_What you will do_. Line by line, copy out the data that follows.

╭─ Supplied material

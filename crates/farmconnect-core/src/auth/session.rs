use chrono::{DateTime, Utc};
use serde::Serialize;

use super::{AccessToken, RefreshToken};
use crate::api::CredentialGrant;
use crate::models::Farmer;

/// Lifecycle state of the session
#[derive(Debug, Clone, Copy, PartialEq, Eq, Serialize)]
#[cfg_attr(feature = "ts", derive(ts_rs::TS), ts(export))]
#[serde(rename_all = "snake_case")]
pub enum SessionState {
    Uninitialized,
    Renewing,
    Authenticated,
    Unauthenticated,
    LoggingOut,
}

impl SessionState {
    pub fn can_transition_to(self, next: SessionState) -> bool {
        use SessionState::*;
        matches!(
            (self, next),
            (Uninitialized, Renewing | Authenticated | Unauthenticated | LoggingOut)
                | (Renewing, Authenticated | Unauthenticated)
                | (Unauthenticated, Renewing | Authenticated | LoggingOut)
                | (Authenticated, LoggingOut)
                | (LoggingOut, Unauthenticated)
        )
    }

    pub fn is_authenticated(self) -> bool {
        self == SessionState::Authenticated
    }

    /// True while a renewal or logout request is outstanding
    pub fn is_busy(self) -> bool {
        matches!(self, SessionState::Renewing | SessionState::LoggingOut)
    }
}

impl std::fmt::Display for SessionState {
    fn fmt(&self, f: &mut std::fmt::Formatter<'_>) -> std::fmt::Result {
        match self {
            SessionState::Uninitialized => write!(f, "Uninitialized"),
            SessionState::Renewing => write!(f, "Renewing"),
            SessionState::Authenticated => write!(f, "Authenticated"),
            SessionState::Unauthenticated => write!(f, "Unauthenticated"),
            SessionState::LoggingOut => write!(f, "Logging out"),
        }
    }
}

/// Live session held in memory by the manager
#[derive(Debug, Clone)]
pub(crate) struct Session {
    pub access_token: AccessToken,
    pub refresh_token: RefreshToken,
    pub farmer: Farmer,
    pub established_at: DateTime<Utc>,
}

impl From<CredentialGrant> for Session {
    fn from(grant: CredentialGrant) -> Self {
        Self {
            access_token: grant.access_token,
            refresh_token: grant.refresh_token,
            farmer: grant.farmer,
            established_at: Utc::now(),
        }
    }
}

/// Snapshot of an authenticated session handed to the screens.
/// Carries no long-lived credential.
#[derive(Debug, Clone)]
pub struct SessionInfo {
    pub farmer: Farmer,
    pub access_token: AccessToken,
    pub established_at: DateTime<Utc>,
}

impl Session {
    pub fn info(&self) -> SessionInfo {
        SessionInfo {
            farmer: self.farmer.clone(),
            access_token: self.access_token.clone(),
            established_at: self.established_at,
        }
    }
}

// ============================================================================
// Tests
// ============================================================================

#[cfg(test)]
mod tests {
    use super::*;
    use SessionState::*;

    const ALL: [SessionState; 5] = [Uninitialized, Renewing, Authenticated, Unauthenticated, LoggingOut];

    #[test]
    fn test_legal_transitions() {
        assert!(Uninitialized.can_transition_to(Renewing));
        assert!(Renewing.can_transition_to(Authenticated));
        assert!(Renewing.can_transition_to(Unauthenticated));
        assert!(Authenticated.can_transition_to(LoggingOut));
        assert!(LoggingOut.can_transition_to(Unauthenticated));
        assert!(Unauthenticated.can_transition_to(Authenticated));
    }

    #[test]
    fn test_no_mid_session_renewal() {
        assert!(!Authenticated.can_transition_to(Renewing));
        assert!(!Authenticated.can_transition_to(Unauthenticated));
        assert!(!LoggingOut.can_transition_to(Authenticated));
        assert!(!Renewing.can_transition_to(LoggingOut));
    }

    #[test]
    fn test_nothing_returns_to_uninitialized() {
        for state in ALL {
            assert!(!state.can_transition_to(Uninitialized), "{state} -> Uninitialized");
        }
    }

    #[test]
    fn test_busy_states() {
        let busy: Vec<_> = ALL.into_iter().filter(|s| s.is_busy()).collect();
        assert_eq!(busy, vec![Renewing, LoggingOut]);
    }

    #[test]
    fn test_state_serializes_snake_case() {
        assert_eq!(serde_json::to_string(&LoggingOut).unwrap(), r#""logging_out""#);
    }
}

╰─

_Response to this exercise_.
filename crates/farmconnect-core/src/auth/session.rs
use chrono::{DateTime, Utc};
use serde::Serialize;

use super::{AccessToken, RefreshToken};
use crate::api::CredentialGrant;
use crate::models::Farmer;

/// Lifecycle state of the session
#[derive(Debug, Clone, Copy, PartialEq, Eq, Serialize)]
#[cfg_attr(feature = "ts", derive(ts_rs::TS), ts(export))]
#[serde(rename_all = "snake_case")]
pub enum SessionState {
    Uninitialized,
    Renewing,
    Authenticated,
    Unauthenticated,
    LoggingOut,
}

impl SessionState {
    pub fn can_transition_to(self, next: SessionState) -> bool {
        use SessionState::*;
        matches!(
            (self, next),
            (Uninitialized, Renewing | Authenticated | Unauthenticated | LoggingOut)
                | (Renewing, Authenticated | Unauthenticated)
                | (Unauthenticated, Renewing | Authenticated | LoggingOut)
                | (Authenticated, LoggingOut)
                | (LoggingOut, Unauthenticated)
        )
    }

    pub fn is_authenticated(self) -> bool {
        self == SessionState::Authenticated
    }

    /// True while a renewal or logout request is outstanding
    pub fn is_busy(self) -> bool {
        matches!(self, SessionState::Renewing | SessionState::LoggingOut)
    }
}

impl std::fmt::Display for SessionState {
    fn fmt(&self, f: &mut std::fmt::Formatter<'_>) -> std::fmt::Result {
        match self {
            SessionState::Uninitialized => write!(f, "Uninitialized"),
            SessionState::Renewing => write!(f, "Renewing"),
            SessionState::Authenticated => write!(f, "Authenticated"),
            SessionState::Unauthenticated => write!(f, "Unauthenticated"),
            SessionState::LoggingOut => write!(f, "Logging out"),
        }
    }
}

/// Live session held in memory by the manager
#[derive(Debug, Clone)]
pub(crate) struct Session {
    pub access_token: AccessToken,
    pub refresh_token: RefreshToken,
    pub farmer: Farmer,
    pub established_at: DateTime<Utc>,
}

impl From<CredentialGrant> for Session {
    fn from(grant: CredentialGrant) -> Self {
        Self {
            access_token: grant.access_token,
            refresh_token: grant.refresh_token,
            farmer: grant.farmer,
            established_at: Utc::now(),
        }
    }
}

/// Snapshot of an authenticated session handed to the screens.
/// Carries no long-lived credential.
#[derive(Debug, Clone)]
pub struct SessionInfo {
    pub farmer: Farmer,
    pub access_token: AccessToken,
    pub established_at: DateTime<Utc>,
}

impl Session {
    pub fn info(&self) -> SessionInfo {
        SessionInfo {
            farmer: self.farmer.clone(),
            access_token: self.access_token.clone(),
            established_at: self.established_at,
        }
    }
}

// ============================================================================
// Tests
// ============================================================================

#[cfg(test)]
mod tests {
    use super::*;
    use SessionState::*;

    const ALL: [SessionState; 5] = [Uninitialized, Renewing, Authenticated, Unauthenticated, LoggingOut];

    #[test]
    fn test_legal_transitions() {
        assert!(Uninitialized.can_transition_to(Renewing));
        assert!(Renewing.can_transition_to(Authenticated));
        assert!(Renewing.can_transition_to(Unauthenticated));
        assert!(Authenticated.can_transition_to(LoggingOut));
        assert!(LoggingOut.can_transition_to(Unauthenticated));
        assert!(Unauthenticated.can_transition_to(Authenticated));
    }

    #[test]
    fn test_no_mid_session_renewal() {
        assert!(!Authenticated.can_transition_to(Renewing));
        assert!(!Authenticated.can_transition_to(Unauthenticated));
        assert!(!LoggingOut.can_transition_to(Authenticated));
        assert!(!Renewing.can_transition_to(LoggingOut));
    }

    #[test]
    fn test_nothing_returns_to_uninitialized() {
        for state in ALL {
            assert!(!state.can_transition_to(Uninitialized), "{state} -> Uninitialized");
        }
    }

    #[test]
    fn test_busy_states() {
        let busy: Vec<_> = ALL.into_iter().filter(|s| s.is_busy()).collect();
        assert_eq!(busy, vec![Renewing, LoggingOut]);
    }

    #[test]
    fn test_state_serializes_snake_case() {
        assert_eq!(serde_json::to_string(&LoggingOut).unwrap(), r#""logging_out""#);
    }
}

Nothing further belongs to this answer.